I believe it was 7 years ago when Dominique Ansel introduced the world to his magical creation. I live in New York, right where he baked and sold the first Cronut at his Soho shop. Fast forward to today, and it's still one of the most insane dessert mashups we've seen. I also believe this is what started a million other dessert crazes like the Cruffin and Croissantwich. He has managed to keep the dish relevant and sophisticated with different flavors without going overboard.
I've made croissants before and I've made donuts/doughnuts, but the Cronut has always been something I wanted to tackle. Since I'm stuck in the house now I figured what a perfect time to do it. As I was researching, I really wanted to make his recipe and fortunately he has it published. The catch is though that it takes 3 full days. I then thought, maybe I could just use a different dough and follow his steps. But then I went back to the fact that I'm literally stuck in the house and doing nothing so what's the rush?
It's actually fairly easy to make, it just takes some patience. If you've got that, then this isn't a problem. Below is the recipe. Try 'em out yourself and prepare to fall in love.
- 3 3/4 cup bread flour
- 1 tsp salt
- 1/3 cup granulated sugar
- 1 TB plus 1 1/2 tsp instant yeast
- 1 cup water
- 1 egg white
- 8 TB unsalted butter
- 1 TB heavy cream
- 18 TB unsalted butter
- 1 cup cinnamon sugar
Start by making the pastry dough. Combine the flour salt, sugar, yeast , water, egg white, butter and cream in a stand mixer fitted with the dough hook and mix.

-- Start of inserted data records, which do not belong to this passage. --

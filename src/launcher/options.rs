//! Browser command-line options.
//!
//! Provides a type-safe interface for the browser's argument surface:
//! baseline automation flags, the debugging port, headless mode, the
//! profile directory, and caller-supplied arguments.
//!
//! # Example
//!
//! ```ignore
//! use cdp_driver::LaunchOptions;
//!
//! let options = LaunchOptions::new()
//!     .with_port(9333)
//!     .with_window_size(1920, 1080)
//!     .with_arg("https://example.com");
//!
//! let args = options.to_args(Some(Path::new("/tmp/profile")));
//! ```

// ============================================================================
// Imports
// ============================================================================

use std::ffi::OsString;
use std::path::{Path, PathBuf};

use crate::error::{Error, Result};

// ============================================================================
// Constants
// ============================================================================

/// Default remote debugging port.
pub const DEFAULT_PORT: u16 = 9222;

/// Page opened when the caller supplies none.
pub const BLANK_PAGE: &str = "about:blank";

/// Baseline flags for a quiet, automation-friendly browser.
pub const DEFAULT_ARGS: &[&str] = &[
    "--disable-background-networking",
    "--disable-background-timer-throttling",
    "--disable-client-side-phishing-detection",
    "--disable-default-apps",
    "--disable-extensions",
    "--disable-hang-monitor",
    "--disable-prompt-on-repost",
    "--disable-sync",
    "--disable-translate",
    "--metrics-recording-only",
    "--no-first-run",
    "--safebrowsing-disable-auto-update",
    "--password-store=basic",
    "--disable-features=site-per-process",
    "--use-mock-keychain",
    "--mute-audio",
    "--disable-domain-reliability",
    "--disable-renderer-backgrounding",
    "--disable-infobars",
];

const USER_DATA_DIR_FLAG: &str = "--user-data-dir";

// ============================================================================
// LaunchOptions
// ============================================================================

/// Browser process configuration options.
#[derive(Debug, Clone, PartialEq, Eq)]
pub struct LaunchOptions {
    /// Run without a GUI. Enabled by default.
    pub headless: bool,

    /// Remote debugging port.
    pub port: u16,

    /// Discovery base URL. Defaults to `http://localhost:<port>`.
    pub discovery_url: Option<String>,

    /// Skip the baseline flags and the debugging port flag.
    pub ignore_default_args: bool,

    /// Profile directory to use instead of a temporary one. Never deleted.
    pub user_data_dir: Option<PathBuf>,

    /// Window dimensions in pixels (width, height).
    pub window_size: Option<(u32, u32)>,

    /// Additional arguments, placed before the generated ones.
    pub args: Vec<String>,

    /// Extra environment variables for the browser process.
    pub envs: Vec<(OsString, OsString)>,
}

impl Default for LaunchOptions {
    fn default() -> Self {
        Self::new()
    }
}

// ============================================================================
// Constructors
// ============================================================================

impl LaunchOptions {
    /// Creates options with default settings: headless, port 9222.
    #[inline]
    #[must_use]
    pub const fn new() -> Self {
        Self {
            headless: true,
            port: DEFAULT_PORT,
            discovery_url: None,
            ignore_default_args: false,
            user_data_dir: None,
            window_size: None,
            args: Vec::new(),
            envs: Vec::new(),
        }
    }

    /// Creates options for a visible browser window.
    #[inline]
    #[must_use]
    pub fn headed() -> Self {
        Self {
            headless: false,
            ..Self::new()
        }
    }
}

// ============================================================================
// Builder Methods
// ============================================================================

impl LaunchOptions {
    /// Enables or disables headless mode.
    #[inline]
    #[must_use]
    pub fn with_headless(mut self, headless: bool) -> Self {
        self.headless = headless;
        self
    }

    /// Sets the remote debugging port.
    #[inline]
    #[must_use]
    pub fn with_port(mut self, port: u16) -> Self {
        self.port = port;
        self
    }

    /// Sets the discovery base URL.
    #[inline]
    #[must_use]
    pub fn with_discovery_url(mut self, url: impl Into<String>) -> Self {
        self.discovery_url = Some(url.into());
        self
    }

    /// Skips the baseline flags and the debugging port flag.
    #[inline]
    #[must_use]
    pub fn with_ignore_default_args(mut self) -> Self {
        self.ignore_default_args = true;
        self
    }

    /// Uses a caller-owned profile directory.
    #[inline]
    #[must_use]
    pub fn with_user_data_dir(mut self, path: impl Into<PathBuf>) -> Self {
        self.user_data_dir = Some(path.into());
        self
    }

    /// Sets window size in pixels.
    #[inline]
    #[must_use]
    pub fn with_window_size(mut self, width: u32, height: u32) -> Self {
        self.window_size = Some((width, height));
        self
    }

    /// Adds a custom command-line argument.
    #[inline]
    #[must_use]
    pub fn with_arg(mut self, arg: impl Into<String>) -> Self {
        self.args.push(arg.into());
        self
    }

    /// Adds multiple custom command-line arguments.
    #[inline]
    #[must_use]
    pub fn with_args(mut self, args: impl IntoIterator<Item = impl Into<String>>) -> Self {
        self.args.extend(args.into_iter().map(Into::into));
        self
    }

    /// Sets an environment variable for the browser process.
    #[inline]
    #[must_use]
    pub fn with_env(mut self, key: impl Into<OsString>, value: impl Into<OsString>) -> Self {
        self.envs.push((key.into(), value.into()));
        self
    }
}

// ============================================================================
// Conversion Methods
// ============================================================================

impl LaunchOptions {
    /// Converts options to command-line arguments.
    ///
    /// `profile_dir` is passed as `--user-data-dir` unless the caller's args
    /// already carry that flag.
    #[must_use]
    pub fn to_args(&self, profile_dir: Option<&Path>) -> Vec<String> {
        let mut args = Vec::with_capacity(self.args.len() + DEFAULT_ARGS.len() + 5);
        args.extend(self.args.iter().cloned());

        if !self.ignore_default_args {
            args.extend(DEFAULT_ARGS.iter().map(ToString::to_string));
            args.push(format!("--remote-debugging-port={}", self.port));
        }

        if self.headless {
            args.push("--headless".to_string());
        }

        if let Some((width, height)) = self.window_size {
            args.push(format!("--window-size={width},{height}"));
        }

        if !self.supplies_user_data_dir()
            && let Some(dir) = profile_dir
        {
            args.push(format!("{USER_DATA_DIR_FLAG}={}", dir.display()));
        }

        if !self.supplies_starting_page() {
            args.push(BLANK_PAGE.to_string());
        }

        args
    }

    /// Returns the discovery base URL.
    #[must_use]
    pub fn discovery_url(&self) -> String {
        self.discovery_url
            .clone()
            .unwrap_or_else(|| format!("http://localhost:{}", self.port))
    }

    /// Returns `true` if the caller's args carry `--user-data-dir`.
    #[must_use]
    pub fn supplies_user_data_dir(&self) -> bool {
        self.args
            .iter()
            .any(|arg| arg.starts_with(USER_DATA_DIR_FLAG))
    }

    /// Returns `true` if the caller's args carry a positional argument.
    #[must_use]
    pub fn supplies_starting_page(&self) -> bool {
        self.args.iter().any(|arg| !arg.starts_with('-'))
    }

    /// Returns `true` if a profile directory must be resolved by the
    /// launcher, as opposed to one passed through the caller's args.
    #[inline]
    #[must_use]
    pub fn needs_profile(&self) -> bool {
        !self.supplies_user_data_dir()
    }

    /// Validates the options configuration.
    ///
    /// # Errors
    ///
    /// Returns [`Error::Config`] if validation fails.
    pub fn validate(&self) -> Result<()> {
        if let Some((width, height)) = self.window_size
            && (width == 0 || height == 0)
        {
            return Err(Error::config("Window dimensions must be greater than zero"));
        }

        if self.port == 0 && self.discovery_url.is_none() {
            return Err(Error::config(
                "Port 0 needs an explicit discovery URL to find the browser",
            ));
        }

        if let Some(url) = &self.discovery_url {
            let parsed = url::Url::parse(url)
                .map_err(|e| Error::config(format!("Invalid discovery URL {url}: {e}")))?;
            if !matches!(parsed.scheme(), "http" | "https") {
                return Err(Error::config(format!(
                    "Discovery URL {url} must be http or https"
                )));
            }
        }

        Ok(())
    }
}

// ============================================================================
// Tests
// ============================================================================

Once all ingredients are fully incorporated and dough comes together, place in a lightly greased bowl then cover with plastic wrap and let rise for 2-3 hours until doubled in size.
Remove the dough and punch down. Roll out into a 10 inch square. Wrap in a lightly floured piece of parchment paper and place in the fridge to rest overnight.
Make the butter block. Cut 18 tablespoons butter to form a square. It easiest if you make it 3 rows of butter each 6 TB across. Using a rolling pin, press out the butter to an 8 inch square. Wrap in parchment and refrigerate overnight.
The next day take out the dough and place on a floured surface. Remove the butter block and place on top of the dough at an angle so each corner of the butter is pointing towards a flat side of the dough. Take the corners of the dough and fold over the butter. The dough corners should now meet in the middle of the butter. Roll out the dough until it doubles in size. Fold the dough in half horizontally, then again in half vertically. There should be openings on the bottom and left side of your dough. Wrap and refrigerate 1 hour. Repeat rolling and folding process 2 more times. Refrigerate overnight.
The next day, remove the dough from fridge and roll out to a 17×8 inch rectangle. Using a 3 inch round cutter, cut circles from the dough. Then use a 1 inch round cutter to punch out the inner circle of the doughnut. Cut out as many circles as possible and place on a parchment lined sheet tray. Cover and let rest 2 hours.
Heat vegetable, canola or grapeseed oil in a large pot to 350 degrees F. Gently place Cronuts in oil and fry 90 seconds on each side. Do not overcrowd the pot. Only fry 3-4 at a time. Remove from oil and place on a paper towel lined tray or plate to cool.
At this point you can fill and top with whatever you want. The original Cronuts are dipped in sugar to cover the sides. Fill with jam, chocolate, pastry cream, anything you want! To do what I did, just dunk the whole thing in cinnamon sugar. Serve warm.